I started going there when I lived in London and discovered that some of my online friends went, and that people did actually do the 100+ mile drive up there from London. I met some very wise and friendly people, and I used to love dropping in on a drag-act then driving back in the middle of the night so that I could sit at my desk on a Tuesday morning and think "I bet I had more fun than you lot last night" to the rest of the office. But since I moved back 'up-North', Brum and back in one night has just not been possible. So when I made the decision to start up my public transvestiting, I realised that I'd have to spend the night and take a day off work, which is what I did. The drive down was uneventful but marred by me missing the holder for my nagging machine (GPS). As darkness fell I realised that if I pointed the bottom towards the front of the car, it would reflect off the windscreen, and I'd invented the head-up-display for cars. The only small problem being that the image was reversed - no big deal when you are taking a turn off the motorway, but try mirroring everything in your head in the middle of a city. Oh, and there was the only big problem, the fact that the damned thing kept sliding around whenever I turned a corner.
Anyway, I managed to find my hotel, checked-in, slapped-up and put on a nice frock and went off looking for the Equator bar in the gay village. I missed it the first time, but finally found it. I had a lovely chat with everyone altogether a wonderful evening. Larna told me about the
Shout festival and her plans for a Trans contribution to the visual arts section, next year. I got to bed at about one in the morning, set my alarm for eight and woke at my usual 5:45 ... and of course I couldn't get back to sleep.
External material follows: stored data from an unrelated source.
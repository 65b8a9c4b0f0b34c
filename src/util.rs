//! # Run Orchestration
//!
//! Glue between the command line, the loaded configuration and the
//! discovery → pipeline → export stages.

use std::fs::OpenOptions;
use std::path::{Path, PathBuf};

use anyhow::{Context, Result, bail};
use tracing::{info, warn};

use crate::cli::CliOptions;
use crate::config::{self, Config, LoadedConfig};
use crate::discovery;
use crate::export;
use crate::logging::LogSettings;
use crate::pipeline::{self, PipelineOptions, PipelineStats};

/// CLI flags win over config values.
pub fn apply_cli_overrides(cfg: &mut Config, cli: &CliOptions) {
    if let Some(browser) = cli.browser {
        cfg.browsers = browser.browsers();
    }
    if let Some(format) = cli.format {
        cfg.output_format = format.into();
    }
    if let Some(name) = cli.file_base_name.as_ref() {
        cfg.file_base_name = name.clone();
    }
    if let Some(start) = cli.start_date.as_ref() {
        cfg.start_date = start.clone();
    }
    if let Some(end) = cli.end_date.as_ref() {
        cfg.end_date = end.clone();
    }
    if let Some(level) = cli.verbose {
        cfg.log_level = level.as_str().to_string();
    }
    if let Some(workers) = cli.workers {
        cfg.workers = workers;
    }
    if cli.timestamp_diagnostics {
        cfg.timestamp_diagnostics = true;
    }
}

pub fn log_settings(cfg: &Config, cli: &CliOptions) -> LogSettings {
    LogSettings {
        level: cfg.log_level.clone(),
        format: cfg.log_format,
        file: cli.log_file.clone(),
    }
}

/// Create `dir` when missing and check that the export file can be opened
/// for writing there. Existing export content is left alone until export.
pub fn prepare_output(dir: &Path, output_path: &Path) -> Result<()> {
    std::fs::create_dir_all(dir)
        .with_context(|| format!("cannot use output directory {}", dir.display()))?;
    if output_path.is_dir() {
        bail!("export target {} is a directory", output_path.display());
    }
    OpenOptions::new()
        .append(true)
        .create(true)
        .open(output_path)
        .with_context(|| format!("cannot write export file {}", output_path.display()))?;

    #[cfg(unix)]
    {
        use std::os::unix::fs::PermissionsExt;
        let shared = std::fs::metadata(dir)?.permissions().mode() & 0o002 != 0;
        if shared {
            warn!(dir = %dir.display(), "output directory is writable by every user");
        }
    }
    Ok(())
}

#[derive(Debug, Clone)]
pub struct RunSummary {
    pub output_path: PathBuf,
    pub stats: PipelineStats,
}

/// Discover, extract, filter, sort and export. Invalid dates and an
/// unwritable output location fail before any store is opened.
pub fn run(
    loaded: &LoadedConfig,
    root: &Path,
    user: Option<&str>,
    output_dir: &Path,
) -> Result<RunSummary> {
    let cfg = &loaded.config;
    let range = config::resolve_range(&cfg.start_date, &cfg.end_date)?;
    let output_path = export::output_path(output_dir, &cfg.file_base_name, cfg.output_format);
    prepare_output(output_dir, &output_path)?;

    info!(
        "starting run_id={} config_sha256={} root={} output={} workers={}",
        cfg.run_id,
        loaded.config_hash,
        root.display(),
        output_path.display(),
        cfg.workers
    );

    let targets = discovery::discover(root, &cfg.browsers, user);
    if targets.is_empty() {
        warn!("no browser profiles found under {}", root.display());
    }

    let opts = PipelineOptions {
        range,
        workers: cfg.workers.max(1),
        timestamp_diagnostics: cfg.timestamp_diagnostics,
    };
    let (records, stats) = pipeline::run_pipeline(&targets, &opts);

    export::export_records(cfg.output_format, &output_path, &records)
        .with_context(|| format!("writing {}", output_path.display()))?;
    info!(
        "wrote {} records to {}",
        records.len(),
        output_path.display()
    );

    Ok(RunSummary { output_path, stats })
}
//! Shared fixtures for integration tests.
//!
//! Builds small but real browser stores (SQLite databases, JSON documents)
//! inside a temporary filesystem root laid out like a host disk.

#![allow(dead_code)]

use std::fs;
use std::path::{Path, PathBuf};

use rusqlite::{Connection, params};

use browser_artefacts::discovery::ProfilePaths;

/// 2021-01-01T00:00:00Z as a Windows filetime in microseconds.
pub const FILETIME_2021_01_01: i64 = 13_253_932_800_000_000;
/// 2022-06-15T00:00:00Z as a Windows filetime in microseconds.
pub const FILETIME_2022_06_15: i64 = 13_299_724_800_000_000;
/// 2023-12-31T00:00:00Z as a Windows filetime in microseconds.
pub const FILETIME_2023_12_31: i64 = 13_348_454_400_000_000;

/// 2022-06-15T00:00:00Z in Unix microseconds.
pub const UNIX_US_2022_06_15: i64 = 1_655_251_200_000_000;
pub const UNIX_MS_2022_06_15: i64 = UNIX_US_2022_06_15 / 1000;

// ============================================================================
// Filesystem Layout
// ============================================================================

pub fn chrome_profile_dir(root: &Path, user: &str) -> PathBuf {
    root.join("home")
        .join(user)
        .join(".config/google-chrome/Default")
}

pub fn firefox_profile_dir(root: &Path, user: &str) -> PathBuf {
    root.join("home")
        .join(user)
        .join(".mozilla/firefox/abcd1234.default-release")
}

pub fn mkdir(path: &Path) {
    fs::create_dir_all(path).expect("mkdir");
}

pub fn profile(dir: &Path) -> ProfilePaths {
    ProfilePaths::new(dir.to_path_buf())
}

// ============================================================================
// Chrome Stores
// ============================================================================

/// A `History` database with one visit per entry of `visits`
/// (url, title, filetime visit time).
pub fn write_chrome_history(profile_dir: &Path, visits: &[(&str, &str, i64)]) {
    mkdir(profile_dir);
    let conn = Connection::open(profile_dir.join("History")).expect("open history");
    conn.execute_batch(
        "CREATE TABLE urls (id INTEGER PRIMARY KEY, url TEXT, title TEXT, visit_count INTEGER, typed_count INTEGER);
         CREATE TABLE visits (id INTEGER PRIMARY KEY, url INTEGER, visit_time INTEGER, from_visit INTEGER, transition INTEGER, visit_duration INTEGER);
         CREATE TABLE downloads (id INTEGER PRIMARY KEY, start_time INTEGER, end_time INTEGER, target_path TEXT, received_bytes INTEGER, total_bytes INTEGER, tab_url TEXT, tab_referrer_url TEXT, mime_type TEXT);",
    )
    .expect("schema");
    for (idx, (url, title, visit_time)) in visits.iter().enumerate() {
        let id = idx as i64 + 1;
        conn.execute(
            "INSERT INTO urls (id, url, title, visit_count, typed_count) VALUES (?1, ?2, ?3, 1, 0)",
            params![id, url, title],
        )
        .expect("insert url");
        conn.execute(
            "INSERT INTO visits (id, url, visit_time, from_visit, transition, visit_duration) VALUES (?1, ?1, ?2, 0, 1, 0)",
            params![id, visit_time],
        )
        .expect("insert visit");
    }
}

pub fn write_chrome_logins(profile_dir: &Path, created: i64, last_used: i64, changed: i64) {
    mkdir(profile_dir);
    let conn = Connection::open(profile_dir.join("Login Data")).expect("open logins");
    conn.execute(
        "CREATE TABLE logins (origin_url TEXT, username_value TEXT, date_created INTEGER, date_last_used INTEGER, date_password_modified INTEGER, times_used INTEGER)",
        [],
    )
    .expect("schema");
    conn.execute(
        "INSERT INTO logins VALUES ('https://login.example/', 'alice', ?1, ?2, ?3, 4)",
        params![created, last_used, changed],
    )
    .expect("insert login");
}

// ============================================================================
// Firefox Stores
// ============================================================================

/// A `places.sqlite` with one visit per entry of `visits`
/// (url, title, PRTime visit date).
pub fn write_firefox_places(profile_dir: &Path, visits: &[(&str, &str, i64)]) {
    mkdir(profile_dir);
    let conn = Connection::open(profile_dir.join("places.sqlite")).expect("open places");
    conn.execute_batch(
        "CREATE TABLE moz_places (id INTEGER PRIMARY KEY, url TEXT, title TEXT, visit_count INTEGER, typed INTEGER);
         CREATE TABLE moz_historyvisits (id INTEGER PRIMARY KEY, place_id INTEGER, visit_date INTEGER, visit_type INTEGER, from_visit INTEGER);",
    )
    .expect("schema");
    for (idx, (url, title, visit_date)) in visits.iter().enumerate() {
        let id = idx as i64 + 1;
        conn.execute(
            "INSERT INTO moz_places (id, url, title, visit_count, typed) VALUES (?1, ?2, ?3, 1, 0)",
            params![id, url, title],
        )
        .expect("insert place");
        conn.execute(
            "INSERT INTO moz_historyvisits (id, place_id, visit_date, visit_type, from_visit) VALUES (?1, ?1, ?2, 1, 0)",
            params![id, visit_date],
        )
        .expect("insert visit");
    }
}

/// A `logins.json` with one login whose three timestamps are in ms.
pub fn write_firefox_logins(profile_dir: &Path, created: i64, last_used: i64, changed: i64) {
    mkdir(profile_dir);
    let doc = serde_json::json!({
        "nextId": 2,
        "logins": [{
            "id": 1,
            "hostname": "https://login.example",
            "usernameField": "email",
            "passwordField": "password",
            "encryptedUsername": "MDIEEPgAAAAAAAAAAAAAAAAAAAEwFAYIKoZIhvcNAwcECA==",
            "encryptedPassword": "MDIEEPgAAAAAAAAAAAAAAAAAAAEwFAYIKoZIhvcNAwcECB==",
            "timeCreated": created,
            "timeLastUsed": last_used,
            "timePasswordChanged": changed,
            "timesUsed": 2
        }],
        "version": 3
    });
    fs::write(
        profile_dir.join("logins.json"),
        serde_json::to_vec_pretty(&doc).expect("json"),
    )
    .expect("write logins");
}
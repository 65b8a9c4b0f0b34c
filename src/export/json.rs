use std::fs::File;
use std::io::{BufWriter, Write};
use std::path::Path;
use std::sync::Mutex;

use crate::artefact::Artefact;
use crate::export::{ExportError, ExportSink};

/// Streams a pretty-printed JSON array. The output is byte-identical to
/// `serde_json::to_writer_pretty` over the whole slice.
pub struct JsonSink {
    state: Mutex<JsonState>,
}

struct JsonState {
    writer: BufWriter<File>,
    count: usize,
    finished: bool,
}

impl JsonSink {
    pub fn create(path: &Path) -> Result<Self, ExportError> {
        let file = File::create(path)?;
        Ok(Self {
            state: Mutex::new(JsonState {
                writer: BufWriter::new(file),
                count: 0,
                finished: false,
            }),
        })
    }
}

impl ExportSink for JsonSink {
    fn record(&self, record: &Artefact) -> Result<(), ExportError> {
        let mut state = self.state.lock().map_err(|_| ExportError::Poisoned)?;
        if state.finished {
            return Err(ExportError::Io(std::io::Error::other(
                "record after flush",
            )));
        }
        let body = serde_json::to_string_pretty(record)?;
        let separator = if state.count == 0 { "[\n" } else { ",\n" };
        state.writer.write_all(separator.as_bytes())?;
        for (idx, line) in body.lines().enumerate() {
            if idx > 0 {
                state.writer.write_all(b"\n")?;
            }
            state.writer.write_all(b"  ")?;
            state.writer.write_all(line.as_bytes())?;
        }
        state.count += 1;
        Ok(())
    }

    fn flush(&self) -> Result<(), ExportError> {
        let mut state = self.state.lock().map_err(|_| ExportError::Poisoned)?;
        if !state.finished {
            let trailer: &[u8] = if state.count == 0 { b"[]" } else { b"\n]" };
            state.writer.write_all(trailer)?;
            state.finished = true;
        }
        state.writer.flush()?;
        Ok(())
    }
}
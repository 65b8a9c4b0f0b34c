pub mod cache2;
pub mod mozlz4;

use thiserror::Error;

#[derive(Debug, Error)]
pub enum ParseError {
    #[error("io error: {0}")]
    Io(#[from] std::io::Error),
    #[error("invalid format: {0}")]
    Format(String),
    #[error("decompression failed: {0}")]
    Decompression(String),
}
//! Process-wide tracing subscriber.
//!
//! Level, format and destination are fixed once at start-up. `RUST_LOG`
//! takes precedence over the configured level when set.

use std::fs::OpenOptions;
use std::path::PathBuf;
use std::sync::Mutex;

use anyhow::{Context, Result, anyhow};
use serde::Deserialize;
use tracing_subscriber::EnvFilter;

#[derive(Debug, Clone, Copy, PartialEq, Eq, Default, Deserialize)]
#[serde(rename_all = "lowercase")]
pub enum LogFormat {
    #[default]
    Text,
    Json,
}

#[derive(Debug, Clone)]
pub struct LogSettings {
    pub level: String,
    pub format: LogFormat,
    /// Append to this file instead of writing to stderr.
    pub file: Option<PathBuf>,
}

impl Default for LogSettings {
    fn default() -> Self {
        Self {
            level: "info".to_string(),
            format: LogFormat::Text,
            file: None,
        }
    }
}

fn env_filter(level: &str) -> Result<EnvFilter> {
    match EnvFilter::try_from_default_env() {
        Ok(filter) => Ok(filter),
        Err(_) => EnvFilter::try_new(level).with_context(|| format!("invalid log level {level:?}")),
    }
}

pub fn init_logging(settings: &LogSettings) -> Result<()> {
    let filter = env_filter(&settings.level)?;
    let builder = tracing_subscriber::fmt().with_env_filter(filter);

    let installed = match (&settings.file, settings.format) {
        (None, LogFormat::Text) => builder.with_writer(std::io::stderr).try_init(),
        (None, LogFormat::Json) => builder.json().with_writer(std::io::stderr).try_init(),
        (Some(path), format) => {
            let file = OpenOptions::new()
                .create(true)
                .append(true)
                .open(path)
                .with_context(|| format!("opening log file {}", path.display()))?;
            let writer = Mutex::new(file);
            match format {
                LogFormat::Text => builder.with_ansi(false).with_writer(writer).try_init(),
                LogFormat::Json => builder.json().with_writer(writer).try_init(),
            }
        }
    };
    installed.map_err(|err| anyhow!("installing log subscriber: {err}"))
}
I had decided to hit the shops on the Tuesday, but they don't open until 10, so I had breakfast in Starbucks and watched the world go by. I had a look around, but my loathing of retail therapy stopped me buying anything. I've just got a complete mental block when it comes to buying clothes, I can't picture myself in anything I'm looking at, and it all seems to be designed for size 8 teenagers anyway. So I consoled myself with a trip to the Birmingham Museum and Art Gallery - altogether more enjoyable. Even though it was teeming with school trips, and kids of all ages, I didn't get noticed.
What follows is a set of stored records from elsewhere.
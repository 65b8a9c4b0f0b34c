use std::path::PathBuf;

use clap::{Parser, ValueEnum};

use crate::artefact::Browser;
use crate::export::ExportFormat;

#[derive(ValueEnum, Debug, Clone, Copy, PartialEq, Eq)]
pub enum BrowserArg {
    All,
    Chrome,
    Firefox,
}

impl BrowserArg {
    pub fn browsers(self) -> Vec<Browser> {
        match self {
            BrowserArg::All => Browser::all().to_vec(),
            BrowserArg::Chrome => vec![Browser::Chrome],
            BrowserArg::Firefox => vec![Browser::Firefox],
        }
    }
}

#[derive(ValueEnum, Debug, Clone, Copy, PartialEq, Eq)]
pub enum FormatArg {
    Json,
    #[value(name = "json_line")]
    JsonLine,
    Csv,
}

impl From<FormatArg> for ExportFormat {
    fn from(arg: FormatArg) -> Self {
        match arg {
            FormatArg::Json => ExportFormat::Json,
            FormatArg::JsonLine => ExportFormat::JsonLines,
            FormatArg::Csv => ExportFormat::Csv,
        }
    }
}

#[derive(ValueEnum, Debug, Clone, Copy, PartialEq, Eq)]
pub enum LevelArg {
    Debug,
    Info,
    Warn,
    Error,
}

impl LevelArg {
    pub fn as_str(self) -> &'static str {
        match self {
            LevelArg::Debug => "debug",
            LevelArg::Info => "info",
            LevelArg::Warn => "warn",
            LevelArg::Error => "error",
        }
    }
}

#[derive(Parser, Debug)]
#[command(author, version, about)]
pub struct CliOptions {
    /// Browser family to extract (overrides config when set)
    #[arg(long, value_enum)]
    pub browser: Option<BrowserArg>,

    /// Restrict extraction to one user, or "all"
    #[arg(long, default_value = "all")]
    pub profile: String,

    /// Filesystem root holding the home/ and Users/ directories
    #[arg(long, default_value = "/")]
    pub root: PathBuf,

    /// Directory the export file is written to
    #[arg(long, default_value = ".")]
    pub output_directory: PathBuf,

    /// Export file name without extension
    #[arg(long)]
    pub file_base_name: Option<String>,

    /// Export format
    #[arg(long, value_enum)]
    pub format: Option<FormatArg>,

    /// First day to keep, YYYY-MM-DD
    #[arg(long)]
    pub start_date: Option<String>,

    /// Last instant to keep, YYYY-MM-DD or "now"
    #[arg(long)]
    pub end_date: Option<String>,

    /// Write log lines to this file instead of stderr
    #[arg(long)]
    pub log_file: Option<PathBuf>,

    /// Log level
    #[arg(long, value_enum)]
    pub verbose: Option<LevelArg>,

    /// Optional path to config file (YAML)
    #[arg(long)]
    pub config_path: Option<PathBuf>,

    /// Number of extraction worker threads
    #[arg(long)]
    pub workers: Option<usize>,

    /// Warn when one artefact type mixes timestamp magnitudes
    #[arg(long)]
    pub timestamp_diagnostics: bool,
}

impl CliOptions {
    /// The user filter, `None` when every user is wanted.
    pub fn user_filter(&self) -> Option<&str> {
        match self.profile.as_str() {
            "" | "all" => None,
            user => Some(user),
        }
    }
}

pub fn parse() -> CliOptions {
    CliOptions::parse()
}

#[cfg(test)]
mod tests {
    use super::*;

    #[test]
    fn defaults_leave_config_in_charge() {
        let opts = CliOptions::try_parse_from(["browser-artefacts"]).expect("parse");
        assert!(opts.browser.is_none());
        assert!(opts.format.is_none());
        assert_eq!(opts.root, PathBuf::from("/"));
        assert_eq!(opts.output_directory, PathBuf::from("."));
        assert_eq!(opts.user_filter(), None);
        assert!(!opts.timestamp_diagnostics);
    }

    #[test]
    fn parses_format_and_browser() {
        let opts = CliOptions::try_parse_from([
            "browser-artefacts",
            "--browser",
            "firefox",
            "--format",
            "json_line",
            "--verbose",
            "debug",
        ])
        .expect("parse");
        assert_eq!(opts.browser.map(BrowserArg::browsers), Some(vec![Browser::Firefox]));
        assert_eq!(opts.format.map(ExportFormat::from), Some(ExportFormat::JsonLines));
        assert_eq!(opts.verbose.map(LevelArg::as_str), Some("debug"));
    }

    #[test]
    fn parses_profile_and_range() {
        let opts = CliOptions::try_parse_from([
            "browser-artefacts",
            "--profile",
            "alice",
            "--start-date",
            "2022-01-01",
            "--end-date",
            "now",
            "--workers",
            "4",
        ])
        .expect("parse");
        assert_eq!(opts.user_filter(), Some("alice"));
        assert_eq!(opts.start_date.as_deref(), Some("2022-01-01"));
        assert_eq!(opts.end_date.as_deref(), Some("now"));
        assert_eq!(opts.workers, Some(4));
    }

    #[test]
    fn rejects_unknown_format() {
        assert!(CliOptions::try_parse_from(["browser-artefacts", "--format", "xml"]).is_err());
    }
}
On the way home, inspired by
Julia's post, I stopped off at my old home town, had a walk around and came out, as a transvestite, to my Mum. Well, I bought some flowers and tidied up her grave. It didn't feel that odd, wandering around places that I new from my childhood. I left when I was 18, and though I went back to visit family, the fact that it has changed so much made it feel like any other place. What's that sentence by L. P. Hartley "The past is a foreign country: they do things differently there". Well I guess that makes us all foreigners. Particularly those of us who spent their childhood trying not to want to dress in the clothes of the opposite gender, but now think it's a jolly good idea.